Kerry Start-Up 101: Do You Know How Customers Use Your Product?
Knowing how customers use your product is valuable information—and often not as obvious and straightforward as you think. This kind of consumer-use information can create opportunities for significant cost saving and product evolution.
For our purposes, a consumer is any entity using your product. That could be a human or an API, for example.
It’s important to understand how customers use your product, so that your team’s resources can be directed toward the most important aspects of your product. You don’t want to send your team on a mission to perfect a feature that nobody uses, while your most important consumer-critical features languish in the backlog.
So how do you find out how customers use your product in reality? Here are a few tips:
Don’t Believe Only What You Hear
You will gain many valuable insights from talking to human consumers, but remember they may not give you the full story. Accessing the right people can be difficult, and, even if you get access, people are subjective and, well… human!
People make mistakes and assumptions. sentiment and mood all play a part, and therefore inaccuracies are inevitable.

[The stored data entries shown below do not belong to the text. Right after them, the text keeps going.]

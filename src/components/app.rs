use gtk::glib::Propagation;
use log::{debug, error, info, warn};
use relm4::gtk::gdk::Key;
use relm4::gtk::prelude::*;
use relm4::{prelude::*, Sender};

use crate::pactl::{Pactl, SinkRecord};
use crate::poller::{PollerHandle, RecordReceiver};
use crate::settings::VoltraySettings;
use crate::surface::{Direction, Surface};
use crate::tray::TrayMsg;

const WINDOW_TITLE: &str = "System Volume";

pub struct AppInit {
    pub settings: VoltraySettings,
    pub tray: relm4::Receiver<TrayMsg>,
}

pub struct App {
    surface: Surface<Pactl>,
    poller: Option<PollerHandle>,
}

#[derive(Debug)]
pub enum Msg {
    Scroll(Direction),
    VolumeStep(Direction),
    ToggleMute,
    Hide,
    CloseRequested,
    Quit,
}

#[derive(Debug)]
pub enum CommandMsg {
    Record(Option<SinkRecord>),
    Tray(TrayMsg),
}

/// M, H and Q work with or without shift.
fn shortcut(key: Key) -> Option<Msg> {
    let key = key.to_lower();
    if key == Key::m {
        Some(Msg::ToggleMute)
    } else if key == Key::Left {
        Some(Msg::VolumeStep(Direction::Down))
    } else if key == Key::Right {
        Some(Msg::VolumeStep(Direction::Up))
    } else if key == Key::h {
        Some(Msg::Hide)
    } else if key == Key::q {
        Some(Msg::Quit)
    } else {
        None
    }
}

/// Positive deltas scroll down.
fn scroll_direction(dy: f64) -> Option<Direction> {
    if dy < 0.0 {
        Some(Direction::Up)
    } else if dy > 0.0 {
        Some(Direction::Down)
    } else {
        None
    }
}

#[relm4::component(pub)]
impl Component for App {
    type CommandOutput = CommandMsg;
    type Init = AppInit;
    type Input = Msg;
    type Output = ();

    view! {
        main_window = gtk::ApplicationWindow {
            set_title: Some(WINDOW_TITLE),
            set_default_size: (360, 48),
            set_resizable: false,
            add_css_class: "volume-panel",

            #[watch]
            set_visible: model.surface.is_visible(),

            connect_close_request[sender] => move |_| {
                sender.input(Msg::CloseRequested);
                Propagation::Stop
            },

            add_controller = gtk::EventControllerKey {
                connect_key_pressed[sender] => move |_, key, _, _| {
                    match shortcut(key) {
                        Some(msg) => {
                            sender.input(msg);
                            Propagation::Stop
                        }
                        None => Propagation::Proceed,
                    }
                }
            },
            // One step per wheel notch, even with smooth scrolling
            add_controller = gtk::EventControllerScroll::new(
                gtk::EventControllerScrollFlags::VERTICAL
                    | gtk::EventControllerScrollFlags::DISCRETE
            ) {
                connect_scroll[sender] => move |_, _, dy| {
                    if let Some(direction) = scroll_direction(dy) {
                        sender.input(Msg::Scroll(direction));
                    }
                    Propagation::Stop
                }
            },

            gtk::Box {
                set_orientation: gtk::Orientation::Horizontal,
                set_spacing: 4,
                set_margin_all: 2,

                gtk::Label {
                    add_css_class: "sink-state",
                    set_width_chars: 10,

                    #[watch]
                    set_label: &model.surface.view().state_text,
                    #[watch]
                    set_tooltip: &model.surface.view().state_tooltip,
                },
                gtk::ProgressBar {
                    add_css_class: "volume",
                    set_hexpand: true,
                    set_valign: gtk::Align::Center,
                    set_show_text: false,

                    #[watch]
                    set_fraction: model.surface.view().fraction(),
                    #[watch]
                    set_tooltip: &model.surface.view().volume_tooltip,
                },
                gtk::Button {
                    set_width_request: 44,

                    #[watch]
                    set_label: &model.surface.view().button_text,
                    #[watch]
                    set_tooltip: &model.surface.view().button_tooltip,
                    #[watch]
                    set_css_classes: if model.surface.view().muted
                        { &["mute", "muted"] } else { &["mute"] },

                    connect_clicked => Msg::ToggleMute,
                },
            }
        }
    }

    fn init(init: AppInit, root: Self::Root, sender: ComponentSender<Self>) -> ComponentParts<Self> {
        let AppInit { settings, tray } = init;
        let pactl = Pactl::new(&settings.pactl_program);

        let poller = match PollerHandle::spawn(pactl.clone(), settings.poll_interval()) {
            Ok((poller, records)) => {
                forward_records(&sender, records);
                Some(poller)
            }
            Err(err) => {
                error!("Sink state will not be updated: {err:#}");
                None
            }
        };

        sender.command(move |out, shutdown| {
            shutdown
                .register(async move {
                    while let Some(msg) = tray.recv().await {
                        if out.send(CommandMsg::Tray(msg)).is_err() {
                            break;
                        }
                    }
                })
                .drop_on_shutdown()
        });

        let model = App {
            surface: Surface::new(pactl, settings.volume_steps()),
            poller,
        };

        let widgets = view_output!();

        if settings.start_hidden {
            sender.input(Msg::Hide);
        }

        ComponentParts { model, widgets }
    }

    fn update(&mut self, msg: Self::Input, _sender: ComponentSender<Self>, _root: &Self::Root) {
        match msg {
            Msg::Scroll(direction) => {
                if let Err(err) = self.surface.on_scroll(direction) {
                    warn!("Failed to change volume: {err}");
                }
            }
            Msg::VolumeStep(direction) => {
                if let Err(err) = self.surface.on_volume_step(direction) {
                    warn!("Failed to change volume: {err}");
                }
            }
            Msg::ToggleMute => {
                if let Err(err) = self.surface.on_mute_toggle() {
                    warn!("Failed to toggle mute: {err}");
                }
            }
            Msg::Hide => self.surface.hide(),
            Msg::CloseRequested => self.surface.on_close_requested(),
            Msg::Quit => {
                debug!("Quit requested");
                if let Some(poller) = &self.poller {
                    poller.stop();
                }
                relm4::main_application().quit();
            }
        }
    }

    fn update_cmd(
        &mut self,
        message: CommandMsg,
        sender: ComponentSender<Self>,
        _root: &Self::Root,
    ) {
        match message {
            CommandMsg::Record(record) => {
                let previous = self.surface.record().map(|record| record.name.clone());
                self.surface.on_record(record);
                if let Some(current) = self.surface.record() {
                    if previous.as_deref() != Some(current.name.as_str()) {
                        info!("Default sink is {}", current.name);
                    }
                }
            }
            CommandMsg::Tray(TrayMsg::ToggleVisibility) => self.surface.toggle_visibility(),
            CommandMsg::Tray(TrayMsg::Quit) => sender.input(Msg::Quit),
        }
    }

    fn shutdown(&mut self, _widgets: &mut Self::Widgets, _output: Sender<Self::Output>) {
        // Joins the poller thread
        drop(self.poller.take());
    }
}

/// Hands each published record to the component on the GTK main loop.
fn forward_records(sender: &ComponentSender<App>, mut records: RecordReceiver) {
    sender.command(move |out, shutdown| {
        shutdown
            .register(async move {
                while records.changed().await.is_ok() {
                    let record = records.borrow_and_update().clone();
                    if out.send(CommandMsg::Record(record)).is_err() {
                        break;
                    }
                }
            })
            .drop_on_shutdown()
    });
}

Objectivity is required to determine actual usage patterns, and this is where rudimentary data capture can help you (and provide a very useful entry level data science upskilling opportunity for your organisation).
Data Capture Architecture
Think about designing your product to capture key data pertaining to real-world consumer behaviour. As a stakeholder you should be able to analyse this data easily to determine, for example, the most common consumer journeys, the number of times a particular event happened, the consumer time spent performing the task, etc. Ideally, this data capture should be scoped out and defined at the start of the design process to ensure the product architecture supports it natively. If it’s done properly, building in even a limited number of valuable data capture points at the early product design stage should mean that your product data capture capability is extensible and therefore more data capture requirements can be easily accommodated as they present themselves.
Actionable Metrics
Once you have the data (and please ensure that your enterprise data hub is correctly architected for future scale and also that your data is well formatted and “clean”), you must evaluate the data and take appropriate executive action. This business-level decision-making process is far simpler when supported by objective data. A question on whether a feature has reached “end-of-life” may be based on the material lack of consumer usage and not someone’s opinion that it has.
Building rudimentary data-capture and analysis capabilities into your product will help you understand product usage patterns and will enable smart executive decision making.
A very common real-world example of how this approach to consumer usage–based prioritisation can add value is as follows:
- A consumer of your product can achieve the same desired outcome via multiple paths through the application, but the path to achieve this outcome that your team is testing could be the path most rarely used—leaving the most commonly used path completely untested. This is not good.
The Importance of Learning How Your Product is Used
Appropriate data capture and analysis can help to objectively identify the important consumer-centric aspects of the product and enable intelligent business decisions based on facts and evidence. Your team will also thank you (a lot!) for telling them where they need focus their efforts…
An important indirect benefit of a project such as this is the up-skilling opportunity it presents for your development organisation to deliver a non-(production-)critical data–focussed project that will break the ice in terms of your organisation’s data-monetisation journey—a journey that I assume/hope you are on!